» **TASK BRIEF**:
Below is a block of records; repeat each one exactly.
BEGIN DATA EXCERPTS
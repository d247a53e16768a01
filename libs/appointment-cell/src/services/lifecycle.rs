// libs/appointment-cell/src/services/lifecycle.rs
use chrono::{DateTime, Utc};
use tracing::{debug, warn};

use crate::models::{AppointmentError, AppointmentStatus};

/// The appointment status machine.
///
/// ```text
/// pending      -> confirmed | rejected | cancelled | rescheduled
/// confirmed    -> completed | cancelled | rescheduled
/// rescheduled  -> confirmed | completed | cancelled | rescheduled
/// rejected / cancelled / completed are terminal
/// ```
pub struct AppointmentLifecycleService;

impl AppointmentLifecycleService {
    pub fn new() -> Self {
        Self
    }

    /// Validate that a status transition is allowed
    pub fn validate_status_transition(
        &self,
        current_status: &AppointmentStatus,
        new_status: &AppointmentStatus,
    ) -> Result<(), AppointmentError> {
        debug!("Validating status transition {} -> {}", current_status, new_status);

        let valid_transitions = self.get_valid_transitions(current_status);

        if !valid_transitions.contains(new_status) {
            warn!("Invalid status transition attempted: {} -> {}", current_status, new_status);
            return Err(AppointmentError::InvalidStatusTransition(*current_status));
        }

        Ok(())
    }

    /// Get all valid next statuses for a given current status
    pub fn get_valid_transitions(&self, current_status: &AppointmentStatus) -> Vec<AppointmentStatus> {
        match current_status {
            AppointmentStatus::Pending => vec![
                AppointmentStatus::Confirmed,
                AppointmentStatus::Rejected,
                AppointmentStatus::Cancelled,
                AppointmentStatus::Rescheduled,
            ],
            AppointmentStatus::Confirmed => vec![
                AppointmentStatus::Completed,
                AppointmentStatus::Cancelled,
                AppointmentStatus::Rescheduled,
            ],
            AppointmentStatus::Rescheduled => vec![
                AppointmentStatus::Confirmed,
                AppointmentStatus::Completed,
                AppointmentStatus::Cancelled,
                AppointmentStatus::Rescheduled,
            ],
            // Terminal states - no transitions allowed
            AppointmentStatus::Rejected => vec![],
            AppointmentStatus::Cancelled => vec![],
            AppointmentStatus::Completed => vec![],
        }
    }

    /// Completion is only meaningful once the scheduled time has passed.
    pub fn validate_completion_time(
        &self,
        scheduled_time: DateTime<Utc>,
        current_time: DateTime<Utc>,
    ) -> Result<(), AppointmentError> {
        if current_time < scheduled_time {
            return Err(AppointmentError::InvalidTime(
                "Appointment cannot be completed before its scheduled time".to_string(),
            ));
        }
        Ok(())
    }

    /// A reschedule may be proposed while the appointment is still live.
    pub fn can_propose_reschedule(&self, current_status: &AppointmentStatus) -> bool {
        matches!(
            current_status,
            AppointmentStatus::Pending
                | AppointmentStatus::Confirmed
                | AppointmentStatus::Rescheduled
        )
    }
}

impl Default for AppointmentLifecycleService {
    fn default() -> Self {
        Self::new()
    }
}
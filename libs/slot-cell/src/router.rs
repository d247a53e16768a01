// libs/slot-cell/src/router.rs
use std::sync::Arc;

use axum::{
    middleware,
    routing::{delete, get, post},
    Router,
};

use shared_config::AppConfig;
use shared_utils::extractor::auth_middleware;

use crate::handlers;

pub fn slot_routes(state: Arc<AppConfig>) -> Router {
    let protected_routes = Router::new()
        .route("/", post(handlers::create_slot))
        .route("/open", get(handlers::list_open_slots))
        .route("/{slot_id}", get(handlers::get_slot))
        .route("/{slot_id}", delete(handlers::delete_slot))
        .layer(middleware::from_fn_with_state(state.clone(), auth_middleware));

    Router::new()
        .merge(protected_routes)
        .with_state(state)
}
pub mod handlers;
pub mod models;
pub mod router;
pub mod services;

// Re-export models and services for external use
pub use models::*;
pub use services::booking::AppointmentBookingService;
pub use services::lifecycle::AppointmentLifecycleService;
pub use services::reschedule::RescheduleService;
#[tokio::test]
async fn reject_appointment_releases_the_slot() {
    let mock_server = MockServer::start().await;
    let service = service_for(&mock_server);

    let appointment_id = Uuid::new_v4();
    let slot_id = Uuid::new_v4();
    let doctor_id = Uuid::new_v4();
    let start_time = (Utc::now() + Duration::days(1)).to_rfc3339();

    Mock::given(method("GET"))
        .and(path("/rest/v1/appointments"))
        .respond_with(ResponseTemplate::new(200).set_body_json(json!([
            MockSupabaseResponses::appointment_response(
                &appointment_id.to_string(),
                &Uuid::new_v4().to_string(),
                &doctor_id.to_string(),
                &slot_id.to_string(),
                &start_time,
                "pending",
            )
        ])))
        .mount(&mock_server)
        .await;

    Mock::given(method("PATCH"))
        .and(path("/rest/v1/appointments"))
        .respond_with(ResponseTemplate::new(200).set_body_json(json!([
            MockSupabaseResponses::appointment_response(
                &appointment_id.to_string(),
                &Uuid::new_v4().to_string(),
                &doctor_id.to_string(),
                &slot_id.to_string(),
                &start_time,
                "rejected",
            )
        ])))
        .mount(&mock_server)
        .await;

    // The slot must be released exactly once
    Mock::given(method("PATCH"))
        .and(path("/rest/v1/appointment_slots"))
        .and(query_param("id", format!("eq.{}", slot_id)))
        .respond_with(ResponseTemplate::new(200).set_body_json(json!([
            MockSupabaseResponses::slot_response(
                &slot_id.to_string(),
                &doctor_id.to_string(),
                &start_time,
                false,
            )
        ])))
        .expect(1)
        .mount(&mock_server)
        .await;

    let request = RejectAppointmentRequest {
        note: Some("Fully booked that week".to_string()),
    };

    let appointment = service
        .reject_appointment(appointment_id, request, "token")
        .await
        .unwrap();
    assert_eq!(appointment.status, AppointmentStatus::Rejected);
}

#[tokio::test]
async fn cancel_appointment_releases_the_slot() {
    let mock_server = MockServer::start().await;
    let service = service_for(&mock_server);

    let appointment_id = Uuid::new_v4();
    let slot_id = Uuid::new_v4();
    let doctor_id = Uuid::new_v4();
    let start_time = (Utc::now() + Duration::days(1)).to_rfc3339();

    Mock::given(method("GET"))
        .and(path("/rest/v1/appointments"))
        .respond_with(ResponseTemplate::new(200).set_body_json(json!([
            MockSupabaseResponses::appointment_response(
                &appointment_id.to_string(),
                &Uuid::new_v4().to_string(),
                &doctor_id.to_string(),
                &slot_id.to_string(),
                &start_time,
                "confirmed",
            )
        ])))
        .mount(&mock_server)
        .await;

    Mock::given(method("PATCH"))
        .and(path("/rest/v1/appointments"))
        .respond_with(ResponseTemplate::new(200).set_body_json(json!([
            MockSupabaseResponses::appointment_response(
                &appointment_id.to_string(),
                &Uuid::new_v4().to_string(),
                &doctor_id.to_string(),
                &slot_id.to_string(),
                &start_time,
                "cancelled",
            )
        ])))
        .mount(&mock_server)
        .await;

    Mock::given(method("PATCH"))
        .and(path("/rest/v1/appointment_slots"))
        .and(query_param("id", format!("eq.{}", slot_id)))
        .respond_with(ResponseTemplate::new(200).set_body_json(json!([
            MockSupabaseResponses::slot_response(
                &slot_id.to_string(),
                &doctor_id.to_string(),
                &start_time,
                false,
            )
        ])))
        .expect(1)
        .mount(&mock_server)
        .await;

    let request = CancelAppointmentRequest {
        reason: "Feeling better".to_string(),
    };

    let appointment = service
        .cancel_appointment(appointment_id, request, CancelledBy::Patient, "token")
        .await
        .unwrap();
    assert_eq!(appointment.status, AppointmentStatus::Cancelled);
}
END DATA EXCERPTS
» **RESPONSE TO THE TASK**:
repository d247a53e16768a01
filename libs/appointment-cell/src/services/lifecycle.rs
// libs/appointment-cell/src/services/lifecycle.rs
use chrono::{DateTime, Utc};
use tracing::{debug, warn};

use crate::models::{AppointmentError, AppointmentStatus};

/// The appointment status machine.
///
/// ```text
/// pending      -> confirmed | rejected | cancelled | rescheduled
/// confirmed    -> completed | cancelled | rescheduled
/// rescheduled  -> confirmed | completed | cancelled | rescheduled
/// rejected / cancelled / completed are terminal
/// ```
pub struct AppointmentLifecycleService;

impl AppointmentLifecycleService {
    pub fn new() -> Self {
        Self
    }

    /// Validate that a status transition is allowed
    pub fn validate_status_transition(
        &self,
        current_status: &AppointmentStatus,
        new_status: &AppointmentStatus,
    ) -> Result<(), AppointmentError> {
        debug!("Validating status transition {} -> {}", current_status, new_status);

        let valid_transitions = self.get_valid_transitions(current_status);

        if !valid_transitions.contains(new_status) {
            warn!("Invalid status transition attempted: {} -> {}", current_status, new_status);
            return Err(AppointmentError::InvalidStatusTransition(*current_status));
        }

        Ok(())
    }

    /// Get all valid next statuses for a given current status
    pub fn get_valid_transitions(&self, current_status: &AppointmentStatus) -> Vec<AppointmentStatus> {
        match current_status {
            AppointmentStatus::Pending => vec![
                AppointmentStatus::Confirmed,
                AppointmentStatus::Rejected,
                AppointmentStatus::Cancelled,
                AppointmentStatus::Rescheduled,
            ],
            AppointmentStatus::Confirmed => vec![
                AppointmentStatus::Completed,
                AppointmentStatus::Cancelled,
                AppointmentStatus::Rescheduled,
            ],
            AppointmentStatus::Rescheduled => vec![
                AppointmentStatus::Confirmed,
                AppointmentStatus::Completed,
                AppointmentStatus::Cancelled,
                AppointmentStatus::Rescheduled,
            ],
            // Terminal states - no transitions allowed
            AppointmentStatus::Rejected => vec![],
            AppointmentStatus::Cancelled => vec![],
            AppointmentStatus::Completed => vec![],
        }
    }

    /// Completion is only meaningful once the scheduled time has passed.
    pub fn validate_completion_time(
        &self,
        scheduled_time: DateTime<Utc>,
        current_time: DateTime<Utc>,
    ) -> Result<(), AppointmentError> {
        if current_time < scheduled_time {
            return Err(AppointmentError::InvalidTime(
                "Appointment cannot be completed before its scheduled time".to_string(),
            ));
        }
        Ok(())
    }

    /// A reschedule may be proposed while the appointment is still live.
    pub fn can_propose_reschedule(&self, current_status: &AppointmentStatus) -> bool {
        matches!(
            current_status,
            AppointmentStatus::Pending
                | AppointmentStatus::Confirmed
                | AppointmentStatus::Rescheduled
        )
    }
}

impl Default for AppointmentLifecycleService {
    fn default() -> Self {
        Self::new()
    }
}
filename libs/slot-cell/src/router.rs
repository d247a53e16768a01
// libs/slot-cell/src/router.rs
use std::sync::Arc;

use axum::{
    middleware,
    routing::{delete, get, post},
    Router,
};

use shared_config::AppConfig;
use shared_utils::extractor::auth_middleware;

use crate::handlers;

pub fn slot_routes(state: Arc<AppConfig>) -> Router {
    let protected_routes = Router::new()
        .route("/", post(handlers::create_slot))
        .route("/open", get(handlers::list_open_slots))
        .route("/{slot_id}", get(handlers::get_slot))
        .route("/{slot_id}", delete(handlers::delete_slot))
        .layer(middleware::from_fn_with_state(state.clone(), auth_middleware));

    Router::new()
        .merge(protected_routes)
        .with_state(state)
}
pub mod handlers;
pub mod models;
pub mod router;
pub mod services;

// Re-export models and services for external use
pub use models::*;
pub use services::booking::AppointmentBookingService;
pub use services::lifecycle::AppointmentLifecycleService;
pub use services::reschedule::RescheduleService;
#[tokio::test]
async fn reject_appointment_releases_the_slot() {
    let mock_server = MockServer::start().await;
    let service = service_for(&mock_server);

    let appointment_id = Uuid::new_v4();
    let slot_id = Uuid::new_v4();
    let doctor_id = Uuid::new_v4();
    let start_time = (Utc::now() + Duration::days(1)).to_rfc3339();

    Mock::given(method("GET"))
        .and(path("/rest/v1/appointments"))
        .respond_with(ResponseTemplate::new(200).set_body_json(json!([
            MockSupabaseResponses::appointment_response(
                &appointment_id.to_string(),
                &Uuid::new_v4().to_string(),
                &doctor_id.to_string(),
                &slot_id.to_string(),
                &start_time,
                "pending",
            )
        ])))
        .mount(&mock_server)
        .await;

    Mock::given(method("PATCH"))
        .and(path("/rest/v1/appointments"))
        .respond_with(ResponseTemplate::new(200).set_body_json(json!([
            MockSupabaseResponses::appointment_response(
                &appointment_id.to_string(),
                &Uuid::new_v4().to_string(),
                &doctor_id.to_string(),
                &slot_id.to_string(),
                &start_time,
                "rejected",
            )
        ])))
        .mount(&mock_server)
        .await;

    // The slot must be released exactly once
    Mock::given(method("PATCH"))
        .and(path("/rest/v1/appointment_slots"))
        .and(query_param("id", format!("eq.{}", slot_id)))
        .respond_with(ResponseTemplate::new(200).set_body_json(json!([
            MockSupabaseResponses::slot_response(
                &slot_id.to_string(),
                &doctor_id.to_string(),
                &start_time,
                false,
            )
        ])))
        .expect(1)
        .mount(&mock_server)
        .await;

    let request = RejectAppointmentRequest {
        note: Some("Fully booked that week".to_string()),
    };

    let appointment = service
        .reject_appointment(appointment_id, request, "token")
        .await
        .unwrap();
    assert_eq!(appointment.status, AppointmentStatus::Rejected);
}

#[tokio::test]
async fn cancel_appointment_releases_the_slot() {
    let mock_server = MockServer::start().await;
    let service = service_for(&mock_server);

    let appointment_id = Uuid::new_v4();
    let slot_id = Uuid::new_v4();
    let doctor_id = Uuid::new_v4();
    let start_time = (Utc::now() + Duration::days(1)).to_rfc3339();

    Mock::given(method("GET"))
        .and(path("/rest/v1/appointments"))
        .respond_with(ResponseTemplate::new(200).set_body_json(json!([
            MockSupabaseResponses::appointment_response(
                &appointment_id.to_string(),
                &Uuid::new_v4().to_string(),
                &doctor_id.to_string(),
                &slot_id.to_string(),
                &start_time,
                "confirmed",
            )
        ])))
        .mount(&mock_server)
        .await;

    Mock::given(method("PATCH"))
        .and(path("/rest/v1/appointments"))
        .respond_with(ResponseTemplate::new(200).set_body_json(json!([
            MockSupabaseResponses::appointment_response(
                &appointment_id.to_string(),
                &Uuid::new_v4().to_string(),
                &doctor_id.to_string(),
                &slot_id.to_string(),
                &start_time,
                "cancelled",
            )
        ])))
        .mount(&mock_server)
        .await;

    Mock::given(method("PATCH"))
        .and(path("/rest/v1/appointment_slots"))
        .and(query_param("id", format!("eq.{}", slot_id)))
        .respond_with(ResponseTemplate::new(200).set_body_json(json!([
            MockSupabaseResponses::slot_response(
                &slot_id.to_string(),
                &doctor_id.to_string(),
                &start_time,
                false,
            )
        ])))
        .expect(1)
        .mount(&mock_server)
        .await;

    let request = CancelAppointmentRequest {
        reason: "Feeling better".to_string(),
    };

    let appointment = service
        .cancel_appointment(appointment_id, request, CancelledBy::Patient, "token")
        .await
        .unwrap();
    assert_eq!(appointment.status, AppointmentStatus::Cancelled);
}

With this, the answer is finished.